* INSTRUCTIONS TO FOLLOW: I would like you to transcribe all of the data exactly.

*** ENTRIES PROVIDED ***

use arbitrary::Arbitrary;
use doc_i18n_tool::tree::{Document, NodeId};
use polib::catalog::Catalog;
use polib::message::Message;
use polib::metadata::CatalogMetadata;

/// Generate a random Catalog for fuzzing.
pub fn create_catalog(translations: Vec<(&str, &str)>) -> Catalog {
    let mut catalog = Catalog::new(CatalogMetadata::new());
    for (idx, (msgid, msgstr)) in translations.iter().enumerate() {
        let message = Message::build_singular()
            .with_source(format!("doc.xml:{idx}"))
            .with_msgid(String::from(*msgid))
            .with_msgstr(String::from(*msgstr))
            .done();
        catalog.append_or_update(message);
    }
    catalog
}

/// A few DocBook element names, with `accel` being presentational.
#[derive(Arbitrary, Debug, Copy, Clone)]
pub enum ElementName {
    Para,
    Title,
    Emphasis,
    Accel,
}

impl ElementName {
    fn as_str(self) -> &'static str {
        match self {
            ElementName::Para => "para",
            ElementName::Title => "title",
            ElementName::Emphasis => "emphasis",
            ElementName::Accel => "accel",
        }
    }
}

/// Wrapper enum for generating arbitrary document trees.
#[derive(Arbitrary, Debug)]
pub enum Node {
    Element {
        name: ElementName,
        children: Vec<Node>,
    },
    Text(String),
    EntityReference(Vec<Node>),
    EntityDeclaration(String),
    Comment,
}

/// Generate a Document with `root` as its document element.
pub fn create_document(root: Vec<Node>) -> (Document, NodeId) {
    let mut doc = Document::new();
    let id = doc.create_element("article", 1);
    doc.append_top_level(id);
    add_children(&mut doc, id, root, 1);
    (doc, id)
}

fn add_children(doc: &mut Document, parent: NodeId, nodes: Vec<Node>, line: usize) {
    for (idx, node) in nodes.into_iter().enumerate() {
        let line = line + idx;
        let id = match node {
            Node::Element { name, children } => {
                let id = doc.create_element(name.as_str(), line);
                doc.append_child(parent, id);
                add_children(doc, id, children, line);
                continue;
            }
            Node::Text(text) => doc.create_text(text, line),
            Node::EntityReference(children) => {
                let id = doc.create_entity_reference("ent", line);
                doc.append_child(parent, id);
                add_children(doc, id, children, line);
                continue;
            }
            Node::EntityDeclaration(value) => doc.create_entity_declaration("ent", &value, line),
            Node::Comment => doc.create_other("<!-- comment -->", line),
        };
        doc.append_child(parent, id);
    }
}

*** End of ENTRIES PROVIDED ***

* RESPONSE FOR THIS EXERCISE:
use arbitrary::Arbitrary;
use doc_i18n_tool::tree::{Document, NodeId};
use polib::catalog::Catalog;
use polib::message::Message;
use polib::metadata::CatalogMetadata;

/// Generate a random Catalog for fuzzing.
pub fn create_catalog(translations: Vec<(&str, &str)>) -> Catalog {
    let mut catalog = Catalog::new(CatalogMetadata::new());
    for (idx, (msgid, msgstr)) in translations.iter().enumerate() {
        let message = Message::build_singular()
            .with_source(format!("doc.xml:{idx}"))
            .with_msgid(String::from(*msgid))
            .with_msgstr(String::from(*msgstr))
            .done();
        catalog.append_or_update(message);
    }
    catalog
}

/// A few DocBook element names, with `accel` being presentational.
#[derive(Arbitrary, Debug, Copy, Clone)]
pub enum ElementName {
    Para,
    Title,
    Emphasis,
    Accel,
}

impl ElementName {
    fn as_str(self) -> &'static str {
        match self {
            ElementName::Para => "para",
            ElementName::Title => "title",
            ElementName::Emphasis => "emphasis",
            ElementName::Accel => "accel",
        }
    }
}

/// Wrapper enum for generating arbitrary document trees.
#[derive(Arbitrary, Debug)]
pub enum Node {
    Element {
        name: ElementName,
        children: Vec<Node>,
    },
    Text(String),
    EntityReference(Vec<Node>),
    EntityDeclaration(String),
    Comment,
}

/// Generate a Document with `root` as its document element.
pub fn create_document(root: Vec<Node>) -> (Document, NodeId) {
    let mut doc = Document::new();
    let id = doc.create_element("article", 1);
    doc.append_top_level(id);
    add_children(&mut doc, id, root, 1);
    (doc, id)
}

fn add_children(doc: &mut Document, parent: NodeId, nodes: Vec<Node>, line: usize) {
    for (idx, node) in nodes.into_iter().enumerate() {
        let line = line + idx;
        let id = match node {
            Node::Element { name, children } => {
                let id = doc.create_element(name.as_str(), line);
                doc.append_child(parent, id);
                add_children(doc, id, children, line);
                continue;
            }
            Node::Text(text) => doc.create_text(text, line),
            Node::EntityReference(children) => {
                let id = doc.create_entity_reference("ent", line);
                doc.append_child(parent, id);
                add_children(doc, id, children, line);
                continue;
            }
            Node::EntityDeclaration(value) => doc.create_entity_declaration("ent", &value, line),
            Node::Comment => doc.create_other("<!-- comment -->", line),
        };
        doc.append_child(parent, id);
    }
}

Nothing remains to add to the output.